Dr Ehanire said, “The government recognises that pharmacists are key to achieving the goals and objectives of the strategic health sector reform in Nigeria.

“Thus, the creation of the consultant pharmacist cadre by the National Council on Establishment (NCE) is part of the overall effort of the government to reposition the pharmacy profession for the provision of more improved and quality healthcare services to the people.

“It is also hoped that this will stem the tide of brain drain to other parts of the world in search of specialisation and better remuneration.”

The minister who was represented by the Permanent Secretary of the ministry, Abdullahi Mashi, said the Federal Ministry of Health had liaised with the National Salaries, Income and Wages Commission (NSIWC) to include consultant pharmacists in the specialists’ allowance for consultant healthcare professionals.

The Registrar of PCN, Elijah Mohammed, said the journey to achieving the pharmacy consultant cadre was arduous and challenging.

He said it, therefore, behooved on practitioners to prove that the cadre was expedient for the progress and future of pharmacy in Nigeria.

Mohammed further said the council, as the regulator of pharmacy education, training and practice in the country, was committed to providing the needed environment for good consultancy practice.

The Chairman of the Governing Council of PCN, Prof Ahmed Tijjani Mora, said the Head of Civil Service of the Federation had on September 11, 2020, released a circular approving the scheme of service for pharmacist consultant cadre in the civil service.

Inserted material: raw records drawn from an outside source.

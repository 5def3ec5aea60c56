//! Configuration loader
//!
//! Loads application configuration from a file and the environment.
//!
//! ## Loading Strategy
//! 1. Reads the file named by `LEDGERFLOW_CONFIG`, or probes standard paths
//! 2. Starts from built-in defaults when no file exists
//! 3. Applies environment variable overrides on top
//! 4. Supports JSON and TOML formats
//!
//! ## Environment Variables
//! - `LEDGERFLOW_CONFIG`: Explicit config file path
//! - `LEDGERFLOW_BIND_ADDR`: Socket address the API server binds to
//! - `LEDGERFLOW_API_KEY`: Shared secret for the `X-Api-Key` guard
//! - `LEDGERFLOW_AUTHORIZE_URL`: OAuth2 authorization page
//! - `LEDGERFLOW_TOKEN_URL`: OAuth2 token endpoint
//! - `LEDGERFLOW_REDIRECT_URI`: OAuth2 redirect URI
//! - `LEDGERFLOW_LEDGER_URL`: Accounting API base URL
//! - `LEDGERFLOW_REGISTRY_URL`: Business registry SOAP endpoint
//! - `LEDGERFLOW_REGISTRY_KEY`: Business registry operator key
//! - `LEDGERFLOW_STORE_PATH`: Token store directory
//! - `LEDGERFLOW_CLIENT_ID`: Default tenant OAuth2 client id
//! - `LEDGERFLOW_CLIENT_SECRET`: Default tenant OAuth2 client secret
//! - `LEDGERFLOW_COMPANY_ID`: Default tenant company selector (numeric)
//! - `LEDGERFLOW_SCOPES`: Default tenant scopes (whitespace separated)
//!
//! ## File Locations
//! The loader probes the following paths (in order):
//! 1. `./ledgerflow.toml` or `./ledgerflow.json` (current working directory)
//! 2. `./config.toml` or `./config.json` (current working directory)
//! 3. `../ledgerflow.toml` or `../ledgerflow.json` (parent directory)
//! 4. Relative to executable location

use std::path::{Path, PathBuf};

use ledgerflow_domain::{Config, LedgerFlowError, Result};

/// Load configuration with automatic fallback strategy
///
/// Reads the config file named by `LEDGERFLOW_CONFIG` (which must exist),
/// otherwise the first file found by [`probe_config_paths`], otherwise
/// built-in defaults. Environment variables override file values either way.
///
/// # Errors
/// Returns `LedgerFlowError::Config` if:
/// - An explicitly named config file is missing or invalid
/// - A numeric override has a non-numeric value
pub fn load() -> Result<Config> {
    let explicit = env_opt("LEDGERFLOW_CONFIG").map(PathBuf::from);

    let config = match explicit {
        Some(path) => load_from_file(Some(path))?,
        None => match probe_config_paths() {
            Some(path) => load_from_file(Some(path))?,
            None => {
                tracing::debug!("no config file found, using built-in defaults");
                Config::default()
            }
        },
    };

    apply_env_overrides(config)
}

/// Load configuration from a file
///
/// If `path` is `None`, probes multiple locations for config files.
/// Supports both JSON and TOML formats (detected by file extension).
///
/// # Arguments
/// * `path` - Optional path to config file. If `None`, uses
///   [`probe_config_paths`].
///
/// # Errors
/// Returns `LedgerFlowError::Config` if:
/// - File not found (when path is specified)
/// - No config file found (when path is `None`)
/// - File format is invalid
pub fn load_from_file(path: Option<PathBuf>) -> Result<Config> {
    let config_path = match path {
        Some(p) => {
            if !p.exists() {
                return Err(LedgerFlowError::Config(format!(
                    "Config file not found: {}",
                    p.display()
                )));
            }
            p
        }
        None => probe_config_paths().ok_or_else(|| {
            LedgerFlowError::Config(
                "No config file found in any of the standard locations".to_string(),
            )
        })?,
    };

    tracing::info!(path = %config_path.display(), "Loading configuration from file");

    let contents = std::fs::read_to_string(&config_path)
        .map_err(|e| LedgerFlowError::Config(format!("Failed to read config file: {}", e)))?;

    parse_config(&contents, &config_path)
}

/// Parse configuration from string content
///
/// Format is detected by file extension (`.json` or `.toml`).
fn parse_config(contents: &str, path: &Path) -> Result<Config> {
    let extension = path.extension().and_then(|e| e.to_str()).unwrap_or("toml");

    match extension {
        "toml" => toml::from_str(contents)
            .map_err(|e| LedgerFlowError::Config(format!("Invalid TOML format: {}", e))),
        "json" => serde_json::from_str(contents)
            .map_err(|e| LedgerFlowError::Config(format!("Invalid JSON format: {}", e))),
        _ => Err(LedgerFlowError::Config(format!("Unsupported config format: {}", extension))),
    }
}

/// Probe multiple paths for configuration files
///
/// Searches for config files in the following locations (in order):
/// 1. Current working directory (`./ledgerflow.{toml,json}`,
///    `./config.{toml,json}`)
/// 2. Parent directory (`../ledgerflow.{toml,json}`)
/// 3. Relative to executable location
///
/// # Returns
/// The first config file found, or `None` if no file exists.
pub fn probe_config_paths() -> Option<PathBuf> {
    let mut candidates = Vec::new();

    // Try current working directory
    if let Ok(cwd) = std::env::current_dir() {
        candidates.extend(vec![
            cwd.join("ledgerflow.toml"),
            cwd.join("ledgerflow.json"),
            cwd.join("config.toml"),
            cwd.join("config.json"),
            cwd.join("../ledgerflow.toml"),
            cwd.join("../ledgerflow.json"),
        ]);
    }

    // Try relative to executable
    if let Ok(exe_path) = std::env::current_exe() {
        if let Some(exe_dir) = exe_path.parent() {
            candidates
                .extend(vec![exe_dir.join("ledgerflow.toml"), exe_dir.join("ledgerflow.json")]);
        }
    }

    // Return first existing candidate
    candidates.into_iter().find(|path| path.exists())
}

/// Apply `LEDGERFLOW_*` environment overrides to a loaded configuration
///
/// Unset and empty variables leave the file value in place. Credential
/// overrides land on the default tenant profile; per-tenant profiles are
/// file-only.
fn apply_env_overrides(mut config: Config) -> Result<Config> {
    if let Some(addr) = env_opt("LEDGERFLOW_BIND_ADDR") {
        config.server.bind_addr = addr;
    }
    if let Some(key) = env_opt("LEDGERFLOW_API_KEY") {
        config.server.api_key = Some(key);
    }
    if let Some(url) = env_opt("LEDGERFLOW_AUTHORIZE_URL") {
        config.oauth.authorize_url = url;
    }
    if let Some(url) = env_opt("LEDGERFLOW_TOKEN_URL") {
        config.oauth.token_url = url;
    }
    if let Some(uri) = env_opt("LEDGERFLOW_REDIRECT_URI") {
        config.oauth.redirect_uri = uri;
    }
    if let Some(url) = env_opt("LEDGERFLOW_LEDGER_URL") {
        config.ledger.base_url = url;
    }
    if let Some(url) = env_opt("LEDGERFLOW_REGISTRY_URL") {
        config.registry.base_url = url;
    }
    if let Some(key) = env_opt("LEDGERFLOW_REGISTRY_KEY") {
        config.registry.user_key = key;
    }
    if let Some(path) = env_opt("LEDGERFLOW_STORE_PATH") {
        config.store.path = path;
    }
    if let Some(id) = env_opt("LEDGERFLOW_CLIENT_ID") {
        config.tenants.default.client_id = id;
    }
    if let Some(secret) = env_opt("LEDGERFLOW_CLIENT_SECRET") {
        config.tenants.default.client_secret = secret;
    }
    if let Some(raw) = env_opt("LEDGERFLOW_COMPANY_ID") {
        let id = raw
            .parse::<i64>()
            .map_err(|e| LedgerFlowError::Config(format!("Invalid company id: {}", e)))?;
        config.tenants.default.company_id = Some(id);
    }
    if let Some(raw) = env_opt("LEDGERFLOW_SCOPES") {
        config.tenants.default.scopes = Some(raw.split_whitespace().map(str::to_string).collect());
    }

    Ok(config)
}

/// Get an environment variable, treating empty values as unset
fn env_opt(key: &str) -> Option<String> {
    std::env::var(key).ok().filter(|s| !s.is_empty())
}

Prof Mora revealed that the PCN had 14 years earlier received a report on the issue from its visitation panel to WAPCP.

He revealed that PCN was organising series of workshops in Lagos, Enugu and Kaduna to induct its fellows that were now approved consultants as they officially began a new phase of their professional practice in the federal, state and local governments, as well as in the private sector.

Asked if the new cadre would cause disharmony with other health professionals, the Chairman of WAPCP, Nigeria chapter, Dr Chijioke Onyia, said it was not supposed to cause any conflict of interest or disharmony because the global norm was collaborative healthcare; where each played his or her own designated role in the management of a patient.